“Gaza oggi non esiste più. E’ stata rasa al suolo. Israele ha distrutto tutto ciò che era stato costruito in quei territori. E’ in atto un crimine nei confronti di un popolo. Un processo cominciato da tempo, che negli ultimi cinque mesi ha subito un escalation con i palestinesi privati di acqua e cibo”. Lo sottolinea con forza Francesca Albanese, relatrice speciale delle Nazioni Unite per i territori palestinesi nel corso del confronto organizzato dall’Arci Avellino, nella cornice dell’Eliseo, per presentare il suo libro “Quando il mondo dorme. Storie, parole e ferite della Palestina”. Spiega come ” E’ un obbligo legale e morale, per ogni Stato che possiede un porto nel Mediterraneo, sia esso arabo o europeo, inviare navi con aiuti umanitari”. A introdurre le parole di Francesca è Rosanna Maryam Sirignano, esperta di cultura islamica, che pone l’accento sul valore di un incontro che diventa un gesto collettivo e politico “Peccato che non ci abbiano ascoltato quando eravamo noi a denunciare quello che stava accadendo nei territori della Palestina. Ma è importante che oggi sia partita una mobilitazione dal basso, una rete che mi fa sentire nel posto giusto”. Sulla stessa linea Stefano Iannillo di Arci che parla di un incontro che rappresenta “il culmine di una mobilitazione portata avanti negli ultimi due anni per mantenere viva l’attenzione sulla tragedia del popolo palestinese”. Ricorda la necessità di continuare a battersi per i diritti universali, “che non possono dipendere dalla nazionalità e dal colore della pelle”, sottolinea come “Il cibo è diventato strumento di guerra con i palestinesi costretti a vivere di stenti, uccisi mentre cercano di accaparrarsi un po’ di farina. Un sistema voluto dai potenti, dai grandi poteri dell’economia, sostenuti dal nostro governo”. Mentre Francesca Coleti di Arci Campania pone l’accento sul racconto di Francesca capace di restituire a un popolo la sua umanità e individualità, attraverso una narrazione che ci ricorda sempre come sia netta la differenza tra oppressi e oppressori.

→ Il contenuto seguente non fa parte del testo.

//! Node and transition removal.
//!
//! Removing a node reroutes each sequence that passed through it: the
//! sequence's incoming edge is bridged directly to its outgoing edge.
//! Untagged edges, as built from inference, are bridged from every
//! predecessor to every successor instead. A successor left with no
//! predecessors can no longer be reached, so it is removed the same way,
//! repeatedly, until nothing is orphaned.

use crate::graph::PoGraph;
use petgraph::stable_graph::{EdgeIndex, NodeIndex};
use petgraph::Direction;
use pog_core::{NodeId, PogError, PogConfig, Result, SeqId};
use serde::{Deserialize, Serialize};
use std::collections::BTreeSet;
use tracing::{debug, warn};

/// What a removal changed.
#[derive(Debug, Clone, Default, PartialEq, Eq, Serialize, Deserialize)]
pub struct Removal {
    /// Nodes deleted, in removal order. Cascaded nodes follow the target.
    pub removed: Vec<NodeId>,

    /// Sequences whose path was cut, with the node where it was cut.
    ///
    /// A sequence lands here when it entered a removed node with no way
    /// out, or left one with no way in. That is either the sequence's
    /// real endpoint or an upstream inconsistency; the graph can't tell.
    pub truncated: Vec<(SeqId, NodeId)>,
}

impl Removal {
    fn merge(&mut self, other: Removal) {
        self.removed.extend(other.removed);
        self.truncated.extend(other.truncated);
    }
}

impl PoGraph {
    /// Removes a real node, bridging every sequence around it.
    ///
    /// With `config.cascade_removals`, successors orphaned by the removal
    /// are removed too.
    ///
    /// # Errors
    /// Fails for unknown nodes and for the sentinels.
    pub fn remove_node(&mut self, id: NodeId, config: &PogConfig) -> Result<Removal> {
        if id.is_sentinel() {
            return Err(PogError::InvalidSentinelEdit(id));
        }
        let index = self.index_of(id)?;

        let (mut report, orphans) = self.unlink_node(index);
        if config.cascade_removals {
            report.merge(self.cascade(orphans));
        }

        self.log_removal(&report);
        Ok(report)
    }

    /// Removes the single edge `from -> to`.
    ///
    /// Every sequence on the edge is cut there. With
    /// `config.cascade_removals`, `to` is removed if it has no other
    /// predecessor, and so on downstream.
    pub fn remove_transition(&mut self, from: NodeId, to: NodeId, config: &PogConfig) -> Result<Removal> {
        let from_idx = self.index_of(from)?;
        let to_idx = self.index_of(to)?;

        let mut report = Removal::default();
        let Some(edge) = self.graph.find_edge(from_idx, to_idx) else {
            return Ok(report);
        };
        if let Some(weight) = self.graph.remove_edge(edge) {
            if !weight.seqs.is_empty() {
                report.truncated.extend(weight.seqs.into_iter().map(|s| (s, from)));
            } else if self
                .graph
                .neighbors_directed(from_idx, Direction::Outgoing)
                .next()
                .is_none()
            {
                // An untagged edge cuts the node's own sequences once it
                // was their last way out.
                let cut = self.graph[from_idx].seq_chars.keys().map(|s| (*s, from));
                report.truncated.extend(cut);
            }
        }

        if config.cascade_removals && self.is_orphan(to_idx) {
            report.merge(self.cascade(vec![to_idx]));
        }

        self.log_removal(&report);
        Ok(report)
    }

    /// Removes every real node with no predecessors.
    pub fn remove_orphans(&mut self) -> Removal {
        let orphans: Vec<NodeIndex> = self
            .graph
            .node_indices()
            .filter(|index| self.is_orphan(*index))
            .collect();
        let report = self.cascade(orphans);
        self.log_removal(&report);
        report
    }

    fn is_orphan(&self, index: NodeIndex) -> bool {
        !self.graph[index].id.is_sentinel()
            && self
                .graph
                .neighbors_directed(index, Direction::Incoming)
                .next()
                .is_none()
    }

    /// Removes orphans with an explicit worklist rather than recursion.
    fn cascade(&mut self, mut pending: Vec<NodeIndex>) -> Removal {
        let mut report = Removal::default();

        while let Some(index) = pending.pop() {
            // Slots may have been emptied (or refilled) since this was queued.
            if !self.graph.contains_node(index) || !self.is_orphan(index) {
                continue;
            }
            debug!("cascading removal of orphaned node {}", self.graph[index].id);
            let (step, orphans) = self.unlink_node(index);
            report.merge(step);
            pending.extend(orphans);
        }

        report
    }

    /// Bridges sequences around one node, then deletes it.
    ///
    /// Returns the report for this node and any successors it orphaned.
    fn unlink_node(&mut self, index: NodeIndex) -> (Removal, Vec<NodeIndex>) {
        let id = self.graph[index].id;
        let incoming = self.edges_of(index, Direction::Incoming);
        let outgoing = self.edges_of(index, Direction::Outgoing);

        let mut report = Removal::default();
        let mut bridged: BTreeSet<SeqId> = BTreeSet::new();
        let mut bridges: Vec<(NodeIndex, NodeIndex, SeqId)> = Vec::new();

        for (in_edge, pred) in &incoming {
            for &seq in &self.graph[*in_edge].seqs {
                // A sequence visits a node at most once, so at most one
                // outgoing edge can carry it.
                let exit = outgoing
                    .iter()
                    .find(|(out_edge, _)| self.graph[*out_edge].carries(seq));
                match exit {
                    Some((_, succ)) => {
                        bridges.push((*pred, *succ, seq));
                        bridged.insert(seq);
                    }
                    None => report.truncated.push((seq, id)),
                }
            }
        }

        for (out_edge, _) in &outgoing {
            for &seq in &self.graph[*out_edge].seqs {
                if !bridged.contains(&seq) {
                    report.truncated.push((seq, id));
                }
            }
        }

        // Untagged edges come from inference and stand for the node's own
        // sequences. Every untagged way in is joined to every untagged way
        // out; a bridge is reciprocated only if both halves were.
        let untagged = |edges: &[(EdgeIndex, NodeIndex)]| -> Vec<(NodeIndex, bool)> {
            edges
                .iter()
                .filter(|(edge, _)| self.graph[*edge].seqs.is_empty())
                .map(|(edge, other)| (*other, self.graph[*edge].reciprocated))
                .collect()
        };
        let untagged_in = untagged(&incoming);
        let untagged_out = untagged(&outgoing);
        if untagged_in.is_empty() != untagged_out.is_empty() {
            let cut = self.graph[index]
                .seq_chars
                .keys()
                .filter(|seq| !bridged.contains(*seq))
                .map(|seq| (*seq, id));
            report.truncated.extend(cut);
        }

        for (pred, succ, seq) in bridges {
            self.tag(pred, succ, seq);
        }
        for (pred, pred_reciprocated) in &untagged_in {
            for (succ, succ_reciprocated) in &untagged_out {
                let edge = self.link(*pred, *succ);
                self.graph[edge].reciprocated |= *pred_reciprocated && *succ_reciprocated;
            }
        }

        self.remove_index(index);
        report.removed.push(id);

        let orphans = outgoing
            .into_iter()
            .map(|(_, succ)| succ)
            .filter(|succ| self.is_orphan(*succ))
            .collect();

        (report, orphans)
    }

    fn log_removal(&self, report: &Removal) {
        for (seq, at) in &report.truncated {
            warn!("sequence {} truncated at removed node {}", seq, at);
        }
        debug!(
            "removed {} nodes, {} remain",
            report.removed.len(),
            self.node_count()
        );
    }
}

Il racconto di Francesca è lucidissimo e insieme carico di passione, ad accoglierla in una sala gremita in ogni ordine di posto applausi scroscianti. Lei non usa mezzi termini: “Trovo ripugnante – spiega – il fatto che molti governi ricorrano a una vana retorica. Si torna a parlare della soluzione dei due Stati. Ma dopo 33 anni di un processo di pace fallito, bisognerebbe chiedere ai palestinesi e agli israeliani che riconoscono la possibilità di vivere insieme in che tipo di Stato vogliono vivere”.
Un embargo sulle armi: basta con le armi a Israele.
Non ha dubbi Albanese “Per risolvere l’emergenza umanitaria, non si può non ripartire dall’embargo sulle armi. E’ vergognoso che Paesi come l’Italia, tramite la società Leonardo – che spero prima o poi venga portata in giudizio – siano complici di atti gravissimi. Non possiamo dimenticare che Leonardo è un’azienda italiana con una partecipazione statale superiore al 30% e che lo Stato italiano continua a offrire protezione politica e sostegno a Israele. Il crimine in atto nei territori palestinesi si può fermare solo con l’embargo e con le sanzioni, quelle stesse che sono state imposte alla Russia che ha invaso l’Ucraina e al Sud Africa per contrastare l’apartheid. È giunto il momento di tornare alla legalità”.
L’abbraccio dell’Irpinia
Si dice orgogliosa della solidarietà manifestatale dall’Irpinia con tanti comuni che hanno riconosciuto lo Stato di Palestina e le hanno assegnato la cittadinanza onoraria. Ricorda l’avvocato Giuseppe De Maio, più volte al fianco della sua famiglia “E’ anche per questo che sono qui oggi”- Spiega come “Mi fanno piacere queste attestazioni di affetto, perché sono espressione di un movimento di cittadinanza attiva. Sarebbe bello se tanti giovani si dedicassero alla causa della Palestina, perchè chi ha compiuto crimini sia messo con le spalle al muro. La mobilitazione a cui assisto non è solidarietà passiva. Tante persone comuni mi chiedono se possono contribuire in qualche modo a mettere fine al genocidio e sono convinta che ciascuno può fare la propria parte. Al di là di un governo che ha seri problemi di conformità alla Costituzione e di rispetto della legalità, a livello comunale, provinciale, regionale e individuale, si è creata una fitta rete di persone che vogliono difendere i diritti dei palestinesi. E ciascuno può piantare un piccolo seme. Basta fare attenzione a chi è il vostro assicuratore, a dove investite i vostri risparmi, a quali prodotti acquistate.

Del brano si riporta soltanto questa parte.